Der größte Kurssturz in drei Jahren tut der Wall Street nachhaltig weh. Einen Tag nachdem die Blue Chips um 214 Zähler gefallen sind, die Nasdaq zum siebten Mal in Folge schwächer schloss und sämtliche bisherigen Jahres-Gewinne ausradierte, sucht man auf dem Parkett weiter nach Gründen für den Einbruch.

Die Suche ist nicht leicht. Denn wohl sind sich sämtliche Experten einig, dass die US-Wirtschaft ein Problem hat. Doch deuten die einen auf steigende Inflation und die anderen auf Schwäche – und beide haben genug Daten, um ihre These zu belegen. So wundert es nicht, dass trotz der jüngsten Daten zur Preisentwicklung und der Zins-Panik am Mittwoch die Fed-Futures auf eine 50-prozentige Chance für eine weitere Zinsanhebung im Juni deuten.

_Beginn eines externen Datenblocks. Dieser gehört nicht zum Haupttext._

//! Error types for the bilingual-digest library.
//!
//! Three error types reflect three distinct failure modes:
//!
//! * [`DigestError`]: **Fatal**: the run cannot produce artifacts at all
//!   (bad input, unreadable PDF, provider not configured, a completion call
//!   failed). Returned as `Err(DigestError)` from the top-level `run*`
//!   functions; no output file is written.
//!
//! * [`CompletionError`]: a single call to the language model could not be
//!   completed. The pipeline never swallows it: it is wrapped into
//!   [`DigestError::Completion`] together with the paragraph index and stage.
//!
//! * [`MalformedResponse`]: **Non-fatal**: the model answered, but not with
//!   the JSON object the prompt asked for. The lenient parsers in
//!   [`crate::pipeline::parse`] log it and fall back to empty fields so the
//!   rest of the document still gets processed.

use std::fmt;
use std::path::PathBuf;
use thiserror::Error;

/// All fatal errors returned by the bilingual-digest library.
#[derive(Debug, Error)]
pub enum DigestError {
    // ── Input errors ──────────────────────────────────────────────────────
    /// Text mode was selected but the text is empty or only whitespace.
    #[error("No input text provided")]
    EmptyInput,

    /// Segmentation produced no paragraphs, so there is nothing to process.
    #[error("Document '{source_name}' contains no paragraphs of text")]
    NoParagraphs { source_name: String },

    /// The requested input mode is neither `pdf` nor `text`.
    #[error("Invalid mode '{mode}'. Please choose 'pdf' or 'text'.")]
    InvalidMode { mode: String },

    /// Input file was not found at the given path.
    #[error("PDF file not found: '{path}'\nCheck the path exists and is readable.")]
    FileNotFound { path: PathBuf },

    /// Process does not have read permission on the file.
    #[error("Permission denied reading '{path}'\nTry: chmod +r {path:?}")]
    PermissionDenied { path: PathBuf },

    /// The file exists and was read, but is not a PDF.
    #[error("File is not a valid PDF: '{path}'\nFirst bytes: {magic:?}")]
    NotAPdf { path: PathBuf, magic: [u8; 4] },

    // ── PDF errors ────────────────────────────────────────────────────────
    /// PDF header/trailer/xref is corrupt and cannot be parsed.
    #[error("PDF '{path}' is corrupt: {detail}")]
    CorruptPdf { path: PathBuf, detail: String },

    /// PDF requires a password but none was provided.
    #[error("PDF '{path}' is encrypted and requires a password.\nProvide it with --password <PASSWORD>.")]
    PasswordRequired { path: PathBuf },

    /// A password was provided but it is wrong.
    #[error("Wrong password for PDF '{path}'")]
    WrongPassword { path: PathBuf },

    /// pdfium could not return the text layer of a page.
    #[error("Text extraction failed for page {page}: {detail}")]
    TextExtractionFailed { page: usize, detail: String },

    /// Could not bind to a pdfium library.
    #[error(
        "Failed to bind to pdfium library: {0}\n\
Install libpdfium or point --pdfium-lib at the directory containing it."
    )]
    PdfiumBindingFailed(String),

    // ── LLM errors ────────────────────────────────────────────────────────
    /// The configured provider is not initialised (missing API key etc.).
    #[error("LLM provider '{provider}' is not configured.\n{hint}")]
    ProviderNotConfigured { provider: String, hint: String },

    /// A completion call failed; the whole run is aborted.
    #[error("Paragraph {}: {stage} call failed: {source}", .paragraph + 1)]
    Completion {
        /// 0-based paragraph index.
        paragraph: usize,
        stage: Stage,
        #[source]
        source: CompletionError,
    },

    // ── I/O errors ────────────────────────────────────────────────────────
    /// Could not create or write an output artifact.
    #[error("Failed to write output file '{path}': {source}")]
    OutputWriteFailed {
        path: PathBuf,
        #[source]
        source: std::io::Error,
    },

    // ── Config errors ─────────────────────────────────────────────────────
    /// Builder validation failed.
    #[error("Invalid configuration: {0}")]
    InvalidConfig(String),

    // ── Catch-all ─────────────────────────────────────────────────────────
    /// Unexpected internal error.
    #[error("Internal error: {0}")]
    Internal(String),
}

impl DigestError {
    /// True for errors raised while validating input, before any remote call.
    pub fn is_input_error(&self) -> bool {
        matches!(
            self,
            DigestError::EmptyInput
                | DigestError::NoParagraphs { .. }
                | DigestError::InvalidMode { .. }
                | DigestError::FileNotFound { .. }
                | DigestError::PermissionDenied { .. }
                | DigestError::NotAPdf { .. }
        )
    }
}

/// Which of the two model calls made for a paragraph.
#[derive(Debug, Clone, Copy, PartialEq, Eq)]
pub enum Stage {
    /// English summary + keyword extraction.
    Summarize,
    /// English → Chinese translation of paragraph, summary and keywords.
    Translate,
}

impl fmt::Display for Stage {
    fn fmt(&self, f: &mut fmt::Formatter<'_>) -> fmt::Result {
        match self {
            Stage::Summarize => f.write_str("summarize"),
            Stage::Translate => f.write_str("translate"),
        }
    }
}

/// A completion call that could not be completed.
///
/// No partial reply is ever carried alongside this error.
#[derive(Debug, Error)]
pub enum CompletionError {
    /// The request was rejected before being sent.
    #[error("Invalid completion request: {0}")]
    InvalidRequest(String),

    /// Transport or provider failure reported by the LLM client.
    #[error("LLM API error: {0}")]
    Upstream(String),
}

/// A model reply that does not follow the requested JSON contract.
#[derive(Debug, Clone, PartialEq, Eq, Error)]
pub enum MalformedResponse {
    /// The reply is not valid JSON.
    #[error("reply is not valid JSON: {0}")]
    InvalidJson(String),

    /// The reply is valid JSON but not an object.
    #[error("reply is JSON but not an object")]
    NotAnObject,
}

Dabei scheinen auf den ersten Blick – und in Anbetracht der jüngsten Zahlen – die Inflationssorgen zweifelsfrei begründet zu sein. Die Zins-Frage sollte nicht lauten, ob die Fed noch einmal eingreift, sondern wie oft und wie stark. Fassen wir zusammen: Der jüngste Arbeitsmarktbericht deutet auf starkes Lohnwachstum. Die Energie- und Rohstoffpreise sind so hoch wie seit Jahren nicht mehr, manche Futures handeln auf einem Niveau, das die Wall Street seit einem Vierteljahrhundert nicht gesehen hat.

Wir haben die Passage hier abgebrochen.